Ekonomist Atilla Yeşilada, Merkez Bankası’nın faiz kararının ardından en büyük getirinin borsada yaşanacağını öne sürdü. Daha önce farklı görüşler belirttiğini belirten Yeşilada, neden fikrini değiştirdiğini de açıkladı. Borsa İstanbul'daki şirketler arasında hangilerinin kazanç sağlayacağına hangilerinin ise zarar edeceğine dair Yeşilada, çarpıcı açıklamalarda bulundu.
Borsa İstanbul, geçtiğimiz aylarda 9.400 puanı aşarak tarihi zirvesini yeniledikten sonra, son günlerde istikrarını da sağlıyor. Ancak bu sakinliği bozan hamle, Türkiye Cumhuriyet Merkez Bankası'nın 500 baz puanlık artış kararı almasının etkileri Borsa İstanbul'da yaşanıyor.

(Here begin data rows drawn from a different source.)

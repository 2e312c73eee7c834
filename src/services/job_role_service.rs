use chrono::Utc;
use sea_orm::{
    ActiveModelTrait, ColumnTrait, ConnectionTrait, DatabaseConnection, EntityTrait, QueryFilter,
    QueryOrder, Set, TransactionTrait,
};
use serde::{Deserialize, Serialize};
use tracing::info;

use super::audit_service::{AuditEntry, AuditService};
use crate::auth::{Actor, Authorizer, CapabilityAuthorizer, OwnedResource, ResourceKind};
use crate::database::entities::audit_logs::{AuditAction, AuditEntityType};
use crate::database::entities::{course_job_roles, courses, job_roles};
use crate::errors::{CoreError, CoreResult};

/// A course carries at most a primary and a secondary role
pub const MAX_JOB_ROLES_PER_COURSE: usize = 2;

/// A job role as attached to a course
#[derive(Clone, Debug, PartialEq, Eq, Serialize, Deserialize)]
pub struct CourseJobRole {
    pub id: i32,
    pub title: String,
    pub description: Option<String>,
    pub salary_range: Option<String>,
    pub is_primary: bool,
}

#[derive(Clone, Debug, Default, PartialEq, Eq, Serialize, Deserialize)]
pub struct JobRoleUpdate {
    pub title: Option<String>,
    pub description: Option<String>,
    pub salary_range: Option<String>,
}

#[derive(Clone)]
pub struct JobRoleService {
    db: DatabaseConnection,
    authorizer: CapabilityAuthorizer,
    audit: AuditService,
}

impl JobRoleService {
    pub fn new(db: DatabaseConnection) -> Self {
        Self {
            audit: AuditService::new(db.clone()),
            db,
            authorizer: CapabilityAuthorizer::default(),
        }
    }

    pub fn with_authorizer(mut self, authorizer: CapabilityAuthorizer) -> Self {
        self.authorizer = authorizer;
        self
    }

    pub async fn list_active(&self) -> CoreResult<Vec<job_roles::Model>> {
        let roles = job_roles::Entity::find()
            .filter(job_roles::Column::IsActive.eq(true))
            .order_by_asc(job_roles::Column::Title)
            .all(&self.db)
            .await?;
        Ok(roles)
    }

    pub async fn get_job_role(&self, id: i32) -> CoreResult<job_roles::Model> {
        job_roles::Entity::find_by_id(id)
            .one(&self.db)
            .await?
            .ok_or_else(|| CoreError::not_found("Job role", id.to_string()))
    }

    pub async fn create_job_role(
        &self,
        actor: &Actor,
        title: &str,
        description: Option<String>,
        salary_range: Option<String>,
    ) -> CoreResult<job_roles::Model> {
        let title = title.trim();
        self.authorizer
            .authorize(actor, &OwnedResource::unowned(ResourceKind::JobRole, title))?;
        if title.is_empty() {
            return Err(CoreError::validation("Title is required"));
        }

        let txn = self.db.begin().await?;
        ensure_unique_title(&txn, title, None).await?;

        let now = Utc::now();
        let role = job_roles::ActiveModel {
            title: Set(title.to_string()),
            description: Set(description),
            salary_range: Set(salary_range),
            is_active: Set(true),
            created_at: Set(now),
            updated_at: Set(now),
            ..Default::default()
        };
        let role = role.insert(&txn).await?;
        txn.commit().await?;

        info!("Created job role {} ({}) by {}", role.id, role.title, actor.username);
        self.audit
            .record(
                AuditEntry::new(
                    actor,
                    AuditAction::Create,
                    AuditEntityType::JobRole,
                    role.id,
                    role.title.clone(),
                )
                .with_description(format!("Created job role: {}", role.title)),
            )
            .await;

        Ok(role)
    }

    pub async fn update_job_role(
        &self,
        actor: &Actor,
        id: i32,
        update: JobRoleUpdate,
    ) -> CoreResult<job_roles::Model> {
        let txn = self.db.begin().await?;
        let role = job_roles::Entity::find_by_id(id)
            .one(&txn)
            .await?
            .ok_or_else(|| CoreError::not_found("Job role", id.to_string()))?;

        self.authorizer
            .authorize(actor, &OwnedResource::unowned(ResourceKind::JobRole, &role.title))?;

        let mut changes = Vec::new();
        let mut active: job_roles::ActiveModel = role.clone().into();
        if let Some(title) = update.title.as_deref().map(str::trim) {
            if title.is_empty() {
                return Err(CoreError::validation("Title is required"));
            }
            if title != role.title {
                ensure_unique_title(&txn, title, Some(id)).await?;
                changes.push(format!("title: \"{}\" → \"{}\"", role.title, title));
                active.title = Set(title.to_string());
            }
        }
        if let Some(description) = update.description {
            changes.push("description".to_string());
            active.description = Set(Some(description));
        }
        if let Some(salary_range) = update.salary_range {
            changes.push("salary range".to_string());
            active.salary_range = Set(Some(salary_range));
        }
        active.updated_at = Set(Utc::now());
        let updated = active.update(&txn).await?;
        txn.commit().await?;

        info!("Updated job role {} by {}", id, actor.username);
        self.audit
            .record(
                AuditEntry::new(
                    actor,
                    AuditAction::Update,
                    AuditEntityType::JobRole,
                    id,
                    updated.title.clone(),
                )
                .with_description(format!("Updated job role: {}", changes.join(", "))),
            )
            .await;

        Ok(updated)
    }

    /// Soft delete; existing course associations are kept
    pub async fn delete_job_role(&self, actor: &Actor, id: i32) -> CoreResult<()> {
        let role = self.get_job_role(id).await?;
        self.authorizer
            .authorize(actor, &OwnedResource::unowned(ResourceKind::JobRole, &role.title))?;

        let title = role.title.clone();
        let mut active: job_roles::ActiveModel = role.into();
        active.is_active = Set(false);
        active.updated_at = Set(Utc::now());
        active.update(&self.db).await?;

        info!("Deactivated job role {} ({}) by {}", id, title, actor.username);
        self.audit
            .record(
                AuditEntry::new(actor, AuditAction::Delete, AuditEntityType::JobRole, id, title.clone())
                    .with_description(format!("Deleted job role: {}", title)),
            )
            .await;

        Ok(())
    }

    /// Roles for a course, primary first
    pub async fn roles_for_course(&self, course_id: i32) -> CoreResult<Vec<CourseJobRole>> {
        load_course_job_roles(&self.db, course_id).await
    }

    /// Replace a course's roles; the first id becomes the primary role
    pub async fn assign_to_course(
        &self,
        actor: &Actor,
        course_id: i32,
        job_role_ids: &[i32],
    ) -> CoreResult<Vec<CourseJobRole>> {
        let txn = self.db.begin().await?;
        let course = courses::Entity::find_by_id(course_id)
            .one(&txn)
            .await?
            .ok_or_else(|| CoreError::not_found("Course", course_id.to_string()))?;

        self.authorizer.authorize(
            actor,
            &OwnedResource::new(ResourceKind::Course, &course.course_name, &course.created_by),
        )?;

        replace_course_job_roles(&txn, course_id, job_role_ids).await?;
        let roles = load_course_job_roles(&txn, course_id).await?;
        txn.commit().await?;

        let titles = roles.iter().map(|role| role.title.as_str()).collect::<Vec<_>>();
        info!("Assigned job roles {:?} to course {} by {}", titles, course_id, actor.username);
        self.audit
            .record(
                AuditEntry::new(
                    actor,
                    AuditAction::Update,
                    AuditEntityType::Course,
                    course_id,
                    course.course_name.clone(),
                )
                .with_description(format!("Updated course job roles: {}", titles.join(", "))),
            )
            .await;

        Ok(roles)
    }
}

async fn ensure_unique_title<C: ConnectionTrait>(
    conn: &C,
    title: &str,
    exclude_id: Option<i32>,
) -> CoreResult<()> {
    let existing = job_roles::Entity::find()
        .filter(job_roles::Column::Title.eq(title))
        .one(conn)
        .await?;

    match existing {
        Some(role) if Some(role.id) != exclude_id => Err(CoreError::conflict(
            "A job role with this title already exists",
        )
        .with_field("title", title)),
        _ => Ok(()),
    }
}

/// Drop every role link for the course and insert `job_role_ids` in order
pub(crate) async fn replace_course_job_roles<C: ConnectionTrait>(
    conn: &C,
    course_id: i32,
    job_role_ids: &[i32],
) -> CoreResult<()> {
    let mut ids: Vec<i32> = Vec::with_capacity(job_role_ids.len());
    for id in job_role_ids {
        if !ids.contains(id) {
            ids.push(*id);
        }
    }
    if ids.len() > MAX_JOB_ROLES_PER_COURSE {
        return Err(CoreError::validation(format!(
            "A course can have at most {} job roles (primary and secondary), got {}",
            MAX_JOB_ROLES_PER_COURSE,
            ids.len()
        )));
    }

    for id in &ids {
        let role = job_roles::Entity::find_by_id(*id).one(conn).await?;
        match role {
            Some(role) if role.is_active => {}
            _ => return Err(CoreError::not_found("Job role", id.to_string())),
        }
    }

    course_job_roles::Entity::delete_many()
        .filter(course_job_roles::Column::CourseId.eq(course_id))
        .exec(conn)
        .await?;

    let now = Utc::now();
    for (position, id) in ids.iter().enumerate() {
        course_job_roles::ActiveModel {
            course_id: Set(course_id),
            job_role_id: Set(*id),
            is_primary: Set(position == 0),
            created_at: Set(now),
            ..Default::default()
        }
        .insert(conn)
        .await?;
    }

    Ok(())
}

pub(crate) async fn load_course_job_roles<C: ConnectionTrait>(
    conn: &C,
    course_id: i32,
) -> CoreResult<Vec<CourseJobRole>> {
    let links = course_job_roles::Entity::find()
        .filter(course_job_roles::Column::CourseId.eq(course_id))
        .order_by_desc(course_job_roles::Column::IsPrimary)
        .order_by_asc(course_job_roles::Column::Id)
        .find_also_related(job_roles::Entity)
        .all(conn)
        .await?;

    Ok(links
        .into_iter()
        .filter_map(|(link, role)| {
            role.map(|role| CourseJobRole {
                id: role.id,
                title: role.title,
                description: role.description,
                salary_range: role.salary_range,
                is_primary: link.is_primary,
            })
        })
        .collect())
}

Önceki dönemlerde faiz artırımlarının borsa kazancını olumsuz etkileyeceğini savunan ekonomist Atilla Yeşilada, yaşanan son gelişmelerin ardından fikir değişikliğine gittiğini açıkladı. Yeşilada, borsanın en yüksek getiriyi sağlayan yatırım aracı olacağını ifade ederek, bu değişimin nedenlerini tek tek sıraladı.
"BORSA BİR YIL İÇİNDE DOLAR BAZINDA YÜZDE 50 PRİM YAPACAK"
BIST100 endeksinin dolar bazında bir yıl içinde yaklaşık yüzde 50 civarında prim yapabileceğini belirten Yeşilada, daha önceki açıklamalarında bunun tam tersini söylediğini aktardı. Yeşilada, “Merkez Bankası'nın faiz artırımı sonrasında uluslararası basın kuruluşlarının açıklamalarını takip ettim ve Türkiye'ye daha olumlu bir yaklaşım sergileyen birçok fon yöneticisinin olduğunu gözlemledim. Bu nedenle, borsanın yükselebileceğini düşünüyorum” dedi.
"BU YATIRIMI YAPAN KAYBEDECEK"
Tüm bu süreçler bir günde değişmeyeceğini aktaran Yeşilada, insanların hala seçim sonuçlarını bekleyeceklerini söyledi. Yeşilada, “Ancak seçimlerin ardından Borsa İstanbul'a yavaş yavaş girişlerin arttığını göreceğiz. Borsa hala ucuz değil ancak önemli bir nokta var: Türkiye ekonomik istikrara kavuşursa ve bu yönde adımlar atılırsa, Türkiye'nin kredi notu yükselecek. Peki, bunun hisse senetleriyle ne ilgisi var? Türkiye, düşük kredi notu nedeniyle gelişmekte olan piyasalar hisse senedi ortalamasına göre düşük fiyatlarla işlem görüyor. Bu durumun değişmesi ve istikrarın sağlanması durumunda Türkiye'nin en azından gelişmekte olan piyasalar hisse endeksi civarında işlem görmesi ve dolayısıyla senetlerin prim yapması beklenebilir. Gayrimenkul Yatırım Ortakları kaybedecek çünkü konuta olan talep düşecek” ifadelerini kullandı.